WORK INSTRUCTIONS | Take the listing below and reproduce it in full. Change nothing.

SUPPLIED DATA |
--- START ---
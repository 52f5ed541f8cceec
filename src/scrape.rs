//! Open Graph / Twitter Card meta-tag scraping.
//!
//! The universal fallback for every platform: fetch the page as a crawler and
//! read the link-preview markup publishers embed for social cards.
//!
//! Field priority:
//!
//! | Field | Sources, in order |
//! |---|---|
//! | title | `og:title`, `twitter:title`, `<title>` |
//! | description | `og:description`, `twitter:description`, `description` |
//! | image | `og:image`, `twitter:image` |
//! | video | `og:video:secure_url`, `og:video`, `twitter:player:stream` |
//! | author | `author`, `article:author` |

use std::collections::HashMap;
use std::sync::LazyLock;

use anyhow::Result;
use scraper::{Html, Selector};
use serde_json::json;
use tracing::{instrument, warn};

use crate::content::{ExtractedContent, DEGRADED_CAPTION};
use crate::fingerprint::{BrowserProfile, GOOGLEBOT};
use crate::http_client::FetchClient;
use crate::titles::{title_from_url, UNTITLED};

static META: LazyLock<Selector> = LazyLock::new(|| Selector::parse("meta").unwrap());
static TITLE: LazyLock<Selector> = LazyLock::new(|| Selector::parse("title").unwrap());

/// Link-preview fields found on a page. `None` means the page did not provide it.
#[derive(Debug, Clone, Default, PartialEq, Eq)]
pub struct PageMeta {
    pub title: Option<String>,
    pub description: Option<String>,
    pub image: Option<String>,
    pub video: Option<String>,
    pub author: Option<String>,
}

impl PageMeta {
    /// Shape the page fields into an extraction record.
    #[must_use]
    pub fn into_content(self) -> ExtractedContent {
        let raw_data = json!({
            "title": self.title.as_deref().unwrap_or_default(),
            "description": self.description.as_deref().unwrap_or_default(),
            "image": self.image.as_deref().unwrap_or_default(),
        });

        ExtractedContent {
            title: self.title.unwrap_or_else(|| UNTITLED.to_string()),
            caption: self.description.unwrap_or_default(),
            author: self.author.unwrap_or_default(),
            thumbnail: self.image.unwrap_or_default(),
            video_url: self.video.unwrap_or_default(),
            raw_data,
            ..Default::default()
        }
    }
}

/// Parse link-preview markup out of an HTML document.
#[must_use]
pub fn parse_page_meta(html: &str) -> PageMeta {
    let document = Html::parse_document(html);

    // First non-empty content per key; `property` and `name` are both honoured
    let mut tags: HashMap<String, String> = HashMap::new();
    for element in document.select(&META) {
        let value = element.value();
        let Some(content) = value.attr("content").map(str::trim) else {
            continue;
        };
        if content.is_empty() {
            continue;
        }
        for key in [value.attr("property"), value.attr("name")].into_iter().flatten() {
            tags.entry(key.trim().to_lowercase())
                .or_insert_with(|| content.to_string());
        }
    }

    let first_of = |keys: &[&str]| keys.iter().find_map(|k| tags.get(*k).cloned());

    let document_title = document
        .select(&TITLE)
        .next()
        .map(|t| t.text().collect::<String>().trim().to_string())
        .filter(|t| !t.is_empty());

    PageMeta {
        title: first_of(&["og:title", "twitter:title"]).or(document_title),
        description: first_of(&["og:description", "twitter:description", "description"]),
        image: first_of(&["og:image", "twitter:image"]),
        video: first_of(&["og:video:secure_url", "og:video", "twitter:player:stream"]),
        author: first_of(&["author", "article:author"]),
    }
}

/// Record returned when a page cannot be fetched or parsed at all.
#[must_use]
pub fn degraded_content(url: &str) -> ExtractedContent {
    ExtractedContent {
        title: title_from_url(url),
        caption: DEGRADED_CAPTION.to_string(),
        ..Default::default()
    }
}

/// Fetches pages and reads their meta tags.
#[derive(Debug, Clone)]
pub struct MetaTagScraper {
    client: FetchClient,
}

impl MetaTagScraper {
    #[must_use]
    pub fn new(client: FetchClient) -> Self {
        Self { client }
    }

    /// Fetch `url` as `profile` and parse its meta tags.
    pub async fn page_meta(&self, url: &str, profile: &BrowserProfile) -> Result<PageMeta> {
        let html = self.client.fetch_text_as(url, profile).await?;
        Ok(parse_page_meta(&html))
    }

    /// Scrape a page into an extraction record. Never fails: any fetch or
    /// parse error yields [`degraded_content`].
    #[instrument(skip(self), fields(url = %url))]
    pub async fn scrape(&self, url: &str) -> ExtractedContent {
        match self.page_meta(url, &GOOGLEBOT).await {
            Ok(meta) => meta.into_content(),
            Err(e) => {
                warn!("Scrape failed for {}: {:#}", url, e);
                degraded_content(url)
            }
        }
    }
}

#[cfg(test)]
mod tests {
    use super::*;

    const FULL_PAGE: &str = r#"<!doctype html>
<html><head>
  <title>Document Title</title>
  <meta property="og:title" content="  OG Title  ">
  <meta name="twitter:title" content="Twitter Title">
  <meta property="og:description" content="OG description">
  <meta name="description" content="Plain description">
  <meta property="og:image" content="https://cdn.example.com/og.jpg">
  <meta property="og:video" content="https://cdn.example.com/plain.mp4">
  <meta property="og:video:secure_url" content="https://cdn.example.com/secure.mp4">
  <meta name="author" content="Jane Doe">
</head><body></body></html>"#;

    #[test]
    fn prefers_open_graph_fields() {
        let meta = parse_page_meta(FULL_PAGE);
        assert_eq!(meta.title.as_deref(), Some("OG Title"));
        assert_eq!(meta.description.as_deref(), Some("OG description"));
        assert_eq!(meta.image.as_deref(), Some("https://cdn.example.com/og.jpg"));
        assert_eq!(meta.video.as_deref(), Some("https://cdn.example.com/secure.mp4"));
        assert_eq!(meta.author.as_deref(), Some("Jane Doe"));
    }

    #[test]
    fn falls_back_through_priority_chain() {
        let html = r#"<html><head>
            <title>Only The Title Tag</title>
            <meta name="description" content="Plain description">
            <meta name="twitter:image" content="https://cdn.example.com/tw.jpg">
            <meta name="twitter:player:stream" content="https://cdn.example.com/stream.mp4">
            <meta property="article:author" content="Staff Writer">
        </head></html>"#;
        let meta = parse_page_meta(html);
        assert_eq!(meta.title.as_deref(), Some("Only The Title Tag"));
        assert_eq!(meta.description.as_deref(), Some("Plain description"));
        assert_eq!(meta.image.as_deref(), Some("https://cdn.example.com/tw.jpg"));
        assert_eq!(meta.video.as_deref(), Some("https://cdn.example.com/stream.mp4"));
        assert_eq!(meta.author.as_deref(), Some("Staff Writer"));
    }

    #[test]
    fn empty_content_attributes_are_skipped() {
        let html = r#"<html><head>
            <meta property="og:title" content="">
            <meta name="twitter:title" content="Twitter Wins">
        </head></html>"#;
        let meta = parse_page_meta(html);
        assert_eq!(meta.title.as_deref(), Some("Twitter Wins"));
    }

    #[test]
    fn missing_title_becomes_untitled() {
        let content = parse_page_meta("<html><body>nothing</body></html>").into_content();
        assert_eq!(content.title, UNTITLED);
        assert_eq!(content.caption, "");
        assert_eq!(content.author, "");
        assert!(content.embed_url.is_none());
    }

    #[test]
    fn degraded_record_uses_slug() {
        let content = degraded_content("https://blog.example.com/how-to-bake-bread");
        assert_eq!(content.title, "How To Bake Bread");
        assert_eq!(content.caption, DEGRADED_CAPTION);
        assert_eq!(content.thumbnail, "");
        assert_eq!(content.video_url, "");
    }

    #[test]
    fn html_entities_are_decoded() {
        let html = r#"<meta property="og:title" content="Salt &amp; Pepper">"#;
        assert_eq!(parse_page_meta(html).title.as_deref(), Some("Salt & Pepper"));
    }
}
--- END ---
EXERCISE OUTPUT |
repository 52f5ed541f8cceec
filename src/scrape.rs
//! Open Graph / Twitter Card meta-tag scraping.
//!
//! The universal fallback for every platform: fetch the page as a crawler and
//! read the link-preview markup publishers embed for social cards.
//!
//! Field priority:
//!
//! | Field | Sources, in order |
//! |---|---|
//! | title | `og:title`, `twitter:title`, `<title>` |
//! | description | `og:description`, `twitter:description`, `description` |
//! | image | `og:image`, `twitter:image` |
//! | video | `og:video:secure_url`, `og:video`, `twitter:player:stream` |
//! | author | `author`, `article:author` |

use std::collections::HashMap;
use std::sync::LazyLock;

use anyhow::Result;
use scraper::{Html, Selector};
use serde_json::json;
use tracing::{instrument, warn};

use crate::content::{ExtractedContent, DEGRADED_CAPTION};
use crate::fingerprint::{BrowserProfile, GOOGLEBOT};
use crate::http_client::FetchClient;
use crate::titles::{title_from_url, UNTITLED};

static META: LazyLock<Selector> = LazyLock::new(|| Selector::parse("meta").unwrap());
static TITLE: LazyLock<Selector> = LazyLock::new(|| Selector::parse("title").unwrap());

/// Link-preview fields found on a page. `None` means the page did not provide it.
#[derive(Debug, Clone, Default, PartialEq, Eq)]
pub struct PageMeta {
    pub title: Option<String>,
    pub description: Option<String>,
    pub image: Option<String>,
    pub video: Option<String>,
    pub author: Option<String>,
}

impl PageMeta {
    /// Shape the page fields into an extraction record.
    #[must_use]
    pub fn into_content(self) -> ExtractedContent {
        let raw_data = json!({
            "title": self.title.as_deref().unwrap_or_default(),
            "description": self.description.as_deref().unwrap_or_default(),
            "image": self.image.as_deref().unwrap_or_default(),
        });

        ExtractedContent {
            title: self.title.unwrap_or_else(|| UNTITLED.to_string()),
            caption: self.description.unwrap_or_default(),
            author: self.author.unwrap_or_default(),
            thumbnail: self.image.unwrap_or_default(),
            video_url: self.video.unwrap_or_default(),
            raw_data,
            ..Default::default()
        }
    }
}

/// Parse link-preview markup out of an HTML document.
#[must_use]
pub fn parse_page_meta(html: &str) -> PageMeta {
    let document = Html::parse_document(html);

    // First non-empty content per key; `property` and `name` are both honoured
    let mut tags: HashMap<String, String> = HashMap::new();
    for element in document.select(&META) {
        let value = element.value();
        let Some(content) = value.attr("content").map(str::trim) else {
            continue;
        };
        if content.is_empty() {
            continue;
        }
        for key in [value.attr("property"), value.attr("name")].into_iter().flatten() {
            tags.entry(key.trim().to_lowercase())
                .or_insert_with(|| content.to_string());
        }
    }

    let first_of = |keys: &[&str]| keys.iter().find_map(|k| tags.get(*k).cloned());

    let document_title = document
        .select(&TITLE)
        .next()
        .map(|t| t.text().collect::<String>().trim().to_string())
        .filter(|t| !t.is_empty());

    PageMeta {
        title: first_of(&["og:title", "twitter:title"]).or(document_title),
        description: first_of(&["og:description", "twitter:description", "description"]),
        image: first_of(&["og:image", "twitter:image"]),
        video: first_of(&["og:video:secure_url", "og:video", "twitter:player:stream"]),
        author: first_of(&["author", "article:author"]),
    }
}

/// Record returned when a page cannot be fetched or parsed at all.
#[must_use]
pub fn degraded_content(url: &str) -> ExtractedContent {
    ExtractedContent {
        title: title_from_url(url),
        caption: DEGRADED_CAPTION.to_string(),
        ..Default::default()
    }
}

/// Fetches pages and reads their meta tags.
#[derive(Debug, Clone)]
pub struct MetaTagScraper {
    client: FetchClient,
}

impl MetaTagScraper {
    #[must_use]
    pub fn new(client: FetchClient) -> Self {
        Self { client }
    }

    /// Fetch `url` as `profile` and parse its meta tags.
    pub async fn page_meta(&self, url: &str, profile: &BrowserProfile) -> Result<PageMeta> {
        let html = self.client.fetch_text_as(url, profile).await?;
        Ok(parse_page_meta(&html))
    }

    /// Scrape a page into an extraction record. Never fails: any fetch or
    /// parse error yields [`degraded_content`].
    #[instrument(skip(self), fields(url = %url))]
    pub async fn scrape(&self, url: &str) -> ExtractedContent {
        match self.page_meta(url, &GOOGLEBOT).await {
            Ok(meta) => meta.into_content(),
            Err(e) => {
                warn!("Scrape failed for {}: {:#}", url, e);
                degraded_content(url)
            }
        }
    }
}

#[cfg(test)]
mod tests {
    use super::*;

    const FULL_PAGE: &str = r#"<!doctype html>
<html><head>
  <title>Document Title</title>
  <meta property="og:title" content="  OG Title  ">
  <meta name="twitter:title" content="Twitter Title">
  <meta property="og:description" content="OG description">
  <meta name="description" content="Plain description">
  <meta property="og:image" content="https://cdn.example.com/og.jpg">
  <meta property="og:video" content="https://cdn.example.com/plain.mp4">
  <meta property="og:video:secure_url" content="https://cdn.example.com/secure.mp4">
  <meta name="author" content="Jane Doe">
</head><body></body></html>"#;

    #[test]
    fn prefers_open_graph_fields() {
        let meta = parse_page_meta(FULL_PAGE);
        assert_eq!(meta.title.as_deref(), Some("OG Title"));
        assert_eq!(meta.description.as_deref(), Some("OG description"));
        assert_eq!(meta.image.as_deref(), Some("https://cdn.example.com/og.jpg"));
        assert_eq!(meta.video.as_deref(), Some("https://cdn.example.com/secure.mp4"));
        assert_eq!(meta.author.as_deref(), Some("Jane Doe"));
    }

    #[test]
    fn falls_back_through_priority_chain() {
        let html = r#"<html><head>
            <title>Only The Title Tag</title>
            <meta name="description" content="Plain description">
            <meta name="twitter:image" content="https://cdn.example.com/tw.jpg">
            <meta name="twitter:player:stream" content="https://cdn.example.com/stream.mp4">
            <meta property="article:author" content="Staff Writer">
        </head></html>"#;
        let meta = parse_page_meta(html);
        assert_eq!(meta.title.as_deref(), Some("Only The Title Tag"));
        assert_eq!(meta.description.as_deref(), Some("Plain description"));
        assert_eq!(meta.image.as_deref(), Some("https://cdn.example.com/tw.jpg"));
        assert_eq!(meta.video.as_deref(), Some("https://cdn.example.com/stream.mp4"));
        assert_eq!(meta.author.as_deref(), Some("Staff Writer"));
    }

    #[test]
    fn empty_content_attributes_are_skipped() {
        let html = r#"<html><head>
            <meta property="og:title" content="">
            <meta name="twitter:title" content="Twitter Wins">
        </head></html>"#;
        let meta = parse_page_meta(html);
        assert_eq!(meta.title.as_deref(), Some("Twitter Wins"));
    }

    #[test]
    fn missing_title_becomes_untitled() {
        let content = parse_page_meta("<html><body>nothing</body></html>").into_content();
        assert_eq!(content.title, UNTITLED);
        assert_eq!(content.caption, "");
        assert_eq!(content.author, "");
        assert!(content.embed_url.is_none());
    }

    #[test]
    fn degraded_record_uses_slug() {
        let content = degraded_content("https://blog.example.com/how-to-bake-bread");
        assert_eq!(content.title, "How To Bake Bread");
        assert_eq!(content.caption, DEGRADED_CAPTION);
        assert_eq!(content.thumbnail, "");
        assert_eq!(content.video_url, "");
    }

    #[test]
    fn html_entities_are_decoded() {
        let html = r#"<meta property="og:title" content="Salt &amp; Pepper">"#;
        assert_eq!(parse_page_meta(html).title.as_deref(), Some("Salt & Pepper"));
    }
}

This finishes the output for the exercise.